| Work to be completed |
Below are some entries. Repeat exactly the lines from the one with "Copy, Default, PartialEq, Eq, Serialize, Deserialize)]" through the one with "pub struct RandomSelection", and only those.

| Records shown |

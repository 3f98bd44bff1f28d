//! The parameter snapshot a run is built from.
//!
//! `Parameters` deserializes from JSON with `serde`; every key is optional and falls back to
//! the model defaults. Unknown keys are ignored so parameter files shared with other tools
//! still load. Reading the file is the caller's business: hand the text to
//! [`Parameters::from_json`], which also validates it.
use serde::{Deserialize, Serialize};

use crate::distributions::DelayConfig;
use crate::error::EpiError;
use crate::infection_status::InfectionStatus;
use crate::kernels::KernelType;
use crate::population::{PersonId, Severity};

/// One value per expected case severity.
#[derive(Debug, Clone, Copy, PartialEq, Serialize, Deserialize)]
pub struct SeverityTable<T> {
    pub asymptomatic: T,
    pub mild: T,
    pub severe: T,
    pub critical: T,
}

impl<T: Copy> SeverityTable<T> {
    #[must_use]
    pub fn get(&self, severity: Severity) -> T {
        match severity {
            Severity::Asymptomatic => self.asymptomatic,
            Severity::Mild => self.mild,
            Severity::Severe => self.severe,
            Severity::Critical => self.critical,
        }
    }

    /// Values in `Severity::all()` order.
    #[must_use]
    pub fn values(&self) -> [T; 4] {
        [self.asymptomatic, self.mild, self.severe, self.critical]
    }
}

/// Per-kernel transmission rate. It multiplies the length of the infectious window to give
/// the expected number of contacts, so it is not bounded by 1.
#[derive(Debug, Clone, Copy, PartialEq, Serialize, Deserialize)]
#[serde(default)]
pub struct TransmissionProbabilities {
    pub household: f64,
    pub constant: f64,
    pub transport: f64,
    pub employment: f64,
    pub friendship: f64,
    pub sporadic: f64,
}

impl Default for TransmissionProbabilities {
    fn default() -> Self {
        TransmissionProbabilities {
            household: 1.0,
            constant: 1.0,
            transport: 1.0,
            employment: 1.0,
            friendship: 1.0,
            sporadic: 1.0,
        }
    }
}

impl TransmissionProbabilities {
    #[must_use]
    pub fn get(&self, kernel: KernelType) -> f64 {
        match kernel {
            KernelType::Household => self.household,
            KernelType::Constant => self.constant,
            KernelType::Transport => self.transport,
            KernelType::Employment => self.employment,
            KernelType::Friendship => self.friendship,
            KernelType::Sporadic => self.sporadic,
        }
    }

    /// Every kernel at the same rate.
    #[must_use]
    pub fn uniform(rate: f64) -> Self {
        TransmissionProbabilities {
            household: rate,
            constant: rate,
            transport: rate,
            employment: rate,
            friendship: rate,
            sporadic: rate,
        }
    }
}

/// Delay distributions for each progression milestone, measured from contraction (onset) or
/// from onset (everything else).
#[derive(Debug, Clone, Default, PartialEq, Serialize, Deserialize)]
#[serde(default)]
pub struct ProgressionDelays {
    #[serde(rename = "t0")]
    pub onset: DelayConfig,
    #[serde(rename = "t1")]
    pub symptomatic: DelayConfig,
    #[serde(rename = "t2")]
    pub hospitalization: DelayConfig,
    #[serde(rename = "tdeath")]
    pub death: DelayConfig,
}

impl ProgressionDelays {
    fn validate(&self) -> Result<(), EpiError> {
        self.onset.validate()?;
        self.symptomatic.validate()?;
        self.hospitalization.validate()?;
        self.death.validate()
    }
}

/// Coarse global mode that selects the progression delays.
#[derive(
    Copy,
    Clone,
    Debug,
    Default,
    PartialEq,
    Eq,
    Hash,
    Serialize,
    Deserialize,
    strum::Display,
)]
#[serde(rename_all = "snake_case")]
#[strum(serialize_all = "snake_case")]
pub enum EpidemicStatus {
    #[default]
    NotDetected,
    Detected,
}

/// Progression delays keyed by epidemic status, with an optional `default` fallback.
#[derive(Debug, Clone, PartialEq, Serialize, Deserialize)]
pub struct DiseaseProgression {
    #[serde(default, skip_serializing_if = "Option::is_none")]
    pub default: Option<ProgressionDelays>,
    #[serde(default, skip_serializing_if = "Option::is_none")]
    pub not_detected: Option<ProgressionDelays>,
    #[serde(default, skip_serializing_if = "Option::is_none")]
    pub detected: Option<ProgressionDelays>,
}

impl Default for DiseaseProgression {
    fn default() -> Self {
        DiseaseProgression {
            default: None,
            not_detected: Some(ProgressionDelays::default()),
            detected: Some(ProgressionDelays::default()),
        }
    }
}

impl DiseaseProgression {
    /// Every status uses the same delays.
    #[must_use]
    pub fn uniform(delays: ProgressionDelays) -> Self {
        DiseaseProgression {
            default: Some(delays),
            not_detected: None,
            detected: None,
        }
    }

    /// The delays for `status`, falling back to `default`.
    #[must_use]
    pub fn for_status(&self, status: EpidemicStatus) -> Option<&ProgressionDelays> {
        let specific = match status {
            EpidemicStatus::NotDetected => self.not_detected.as_ref(),
            EpidemicStatus::Detected => self.detected.as_ref(),
        };
        specific.or(self.default.as_ref())
    }
}

#[derive(Copy, Clone, Debug, Default, PartialEq, Eq, Serialize, Deserialize)]
#[serde(rename_all = "snake_case")]
pub enum ThresholdType {
    /// People currently infected: out of `Healthy` and not yet past their death time.
    #[default]
    Prevalence,
    /// Everyone ever infected.
    Cumulative,
}

#[derive(Copy, Clone, Debug, Default, PartialEq, Eq, Serialize, Deserialize)]
#[serde(rename_all = "snake_case")]
pub enum ImportFunction {
    #[default]
    NoImport,
    /// `F(t) = multiplier * exp(rate * t)`
    Exponential,
    /// `F(t) = multiplier * t^rate`
    Polynomial,
}

/// External arrivals. Arrival `i` in `1..=cap` happens when the cumulative intensity `F(t)`
/// reaches `i`.
#[derive(Debug, Clone, Copy, PartialEq, Serialize, Deserialize)]
#[serde(default)]
pub struct ImportIntensity {
    pub function: ImportFunction,
    pub multiplier: f64,
    pub rate: f64,
    pub cap: usize,
    /// Probability that an arrival is already infectious rather than just exposed.
    pub infectious: f64,
}

impl Default for ImportIntensity {
    fn default() -> Self {
        ImportIntensity {
            function: ImportFunction::NoImport,
            multiplier: 1.0,
            rate: 1.0,
            cap: 0,
            infectious: 0.0,
        }
    }
}

/// One literal seeded infection.
#[derive(Debug, Clone, Copy, PartialEq, Serialize, Deserialize)]
pub struct InitialCondition {
    pub person_index: PersonId,
    pub contraction_time: f64,
    pub infection_status: InfectionStatus,
    /// Overrides the drawn severity for this person.
    #[serde(default, skip_serializing_if = "Option::is_none")]
    pub expected_case_severity: Option<Severity>,
}

#[derive(Copy, Clone, Debug, PartialEq, Eq, Serialize, Deserialize)]
#[serde(rename_all = "snake_case")]
pub enum SelectionAlgorithm {
    RandomSelection,
}

#[derive(Debug, Clone, Copy, Default, PartialEq, Eq, Serialize, Deserialize)]
#[serde(default)]
pub struct Cardinalities {
    pub contraction: usize,
    pub infectious: usize,
}

#[derive(Debug, Clone, PartialEq, Serialize, Deserialize)]
pub struct RandomSelection {
    pub selection_algorithm: SelectionAlgorithm,
    pub cardinalities: Cardinalities,
}

/// Either a literal list of seeded people, or a number of people to draw at random.
#[derive(Debug, Clone, PartialEq, Serialize, Deserialize)]
#[serde(untagged)]
pub enum InitialConditions {
    List(Vec<InitialCondition>),
    Random(RandomSelection),
}

impl Default for InitialConditions {
    fn default() -> Self {
        InitialConditions::List(vec![InitialCondition {
            person_index: PersonId(0),
            contraction_time: 0.0,
            infection_status: InfectionStatus::Contraction,
            expected_case_severity: None,
        }])
    }
}

#[derive(Debug, Clone, PartialEq, Serialize, Deserialize)]
#[serde(default)]
pub struct Parameters {
    pub random_seed: u64,
    pub start_time: f64,
    pub stop_simulation_threshold: usize,
    pub stop_simulation_threshold_type: ThresholdType,
    pub epidemic_status: EpidemicStatus,
    pub case_severity_distribution: SeverityTable<f64>,
    pub death_probability: SeverityTable<f64>,
    pub transmission_probabilities: TransmissionProbabilities,
    pub disease_progression: DiseaseProgression,
    pub import_intensity: ImportIntensity,
    pub initial_conditions: InitialConditions,
}

impl Default for Parameters {
    fn default() -> Self {
        Parameters {
            random_seed: 42,
            start_time: 0.0,
            stop_simulation_threshold: 10_000,
            stop_simulation_threshold_type: ThresholdType::Prevalence,
            epidemic_status: EpidemicStatus::NotDetected,
            case_severity_distribution: SeverityTable {
                asymptomatic: 0.006,
                mild: 0.809,
                severe: 0.138,
                critical: 0.047,
            },
            death_probability: SeverityTable {
                asymptomatic: 0.0,
                mild: 0.0,
                severe: 0.0,
                critical: 0.49,
            },
            transmission_probabilities: TransmissionProbabilities::default(),
            disease_progression: DiseaseProgression::default(),
            import_intensity: ImportIntensity::default(),
            initial_conditions: InitialConditions::default(),
        }
    }
}

fn check(condition: bool, message: impl FnOnce() -> String) -> Result<(), EpiError> {
    if condition {
        Ok(())
    } else {
        Err(EpiError::InvalidParameter(message()))
    }
}

fn is_probability(p: f64) -> bool {
    (0.0..=1.0).contains(&p)
}

impl Parameters {
    /// Deserializes and validates a JSON parameter snapshot.
    pub fn from_json(json: &str) -> Result<Self, EpiError> {
        let parameters: Parameters = serde_json::from_str(json)?;
        parameters.validate()?;
        Ok(parameters)
    }

    /// The progression delays that apply under the configured epidemic status.
    pub fn progression_delays(&self) -> Result<&ProgressionDelays, EpiError> {
        self.disease_progression
            .for_status(self.epidemic_status)
            .ok_or_else(|| {
                EpiError::MissingParameter(format!(
                    "disease_progression.{} (or disease_progression.default)",
                    self.epidemic_status
                ))
            })
    }

    pub fn validate(&self) -> Result<(), EpiError> {
        check(self.start_time.is_finite(), || {
            format!("start_time must be finite, got {}", self.start_time)
        })?;
        check(self.stop_simulation_threshold > 0, || {
            "stop_simulation_threshold must be positive".to_string()
        })?;

        let severity = self.case_severity_distribution.values();
        let non_negative = severity.iter().all(|w| w.is_finite() && *w >= 0.0);
        check(non_negative && severity.iter().sum::<f64>() > 0.0, || {
            format!(
                "case_severity_distribution must be non-negative with a positive total, \
                 got {severity:?}"
            )
        })?;
        for (name, p) in ["asymptomatic", "mild", "severe", "critical"]
            .iter()
            .zip(self.death_probability.values())
        {
            check(is_probability(p), || {
                format!("death_probability.{name} must be in [0, 1], got {p}")
            })?;
        }

        let rates = &self.transmission_probabilities;
        for (name, rate) in [
            ("household", rates.household),
            ("constant", rates.constant),
            ("transport", rates.transport),
            ("employment", rates.employment),
            ("friendship", rates.friendship),
            ("sporadic", rates.sporadic),
        ] {
            check(rate.is_finite() && rate >= 0.0, || {
                format!("transmission_probabilities.{name} must be >= 0, got {rate}")
            })?;
        }

        self.progression_delays()?.validate()?;

        let import = &self.import_intensity;
        if import.function != ImportFunction::NoImport {
            check(import.multiplier.is_finite() && import.multiplier > 0.0, || {
                format!("import_intensity.multiplier must be > 0, got {}", import.multiplier)
            })?;
            check(import.rate.is_finite() && import.rate > 0.0, || {
                format!("import_intensity.rate must be > 0, got {}", import.rate)
            })?;
            check(is_probability(import.infectious), || {
                format!(
                    "import_intensity.infectious must be in [0, 1], got {}",
                    import.infectious
                )
            })?;
        }

        if let InitialConditions::List(conditions) = &self.initial_conditions {
            for condition in conditions {
                if !matches!(
                    condition.infection_status,
                    InfectionStatus::Contraction | InfectionStatus::Infectious
                ) {
                    return Err(EpiError::InvalidInitialStatus(condition.infection_status));
                }
                if !(condition.contraction_time.is_finite()
                    && condition.contraction_time >= self.start_time)
                {
                    return Err(EpiError::InvalidInitialConditions(format!(
                        "person {} is seeded at {}, before start_time {}",
                        condition.person_index, condition.contraction_time, self.start_time
                    )));
                }
            }
        }
        Ok(())
    }
}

| Answer section |
#[derive(Debug, Clone, Copy, Default, PartialEq, Eq, Serialize, Deserialize)]
#[serde(default)]
pub struct Cardinalities {
    pub contraction: usize,
    pub infectious: usize,
}

#[derive(Debug, Clone, PartialEq, Serialize, Deserialize)]
pub struct RandomSelection {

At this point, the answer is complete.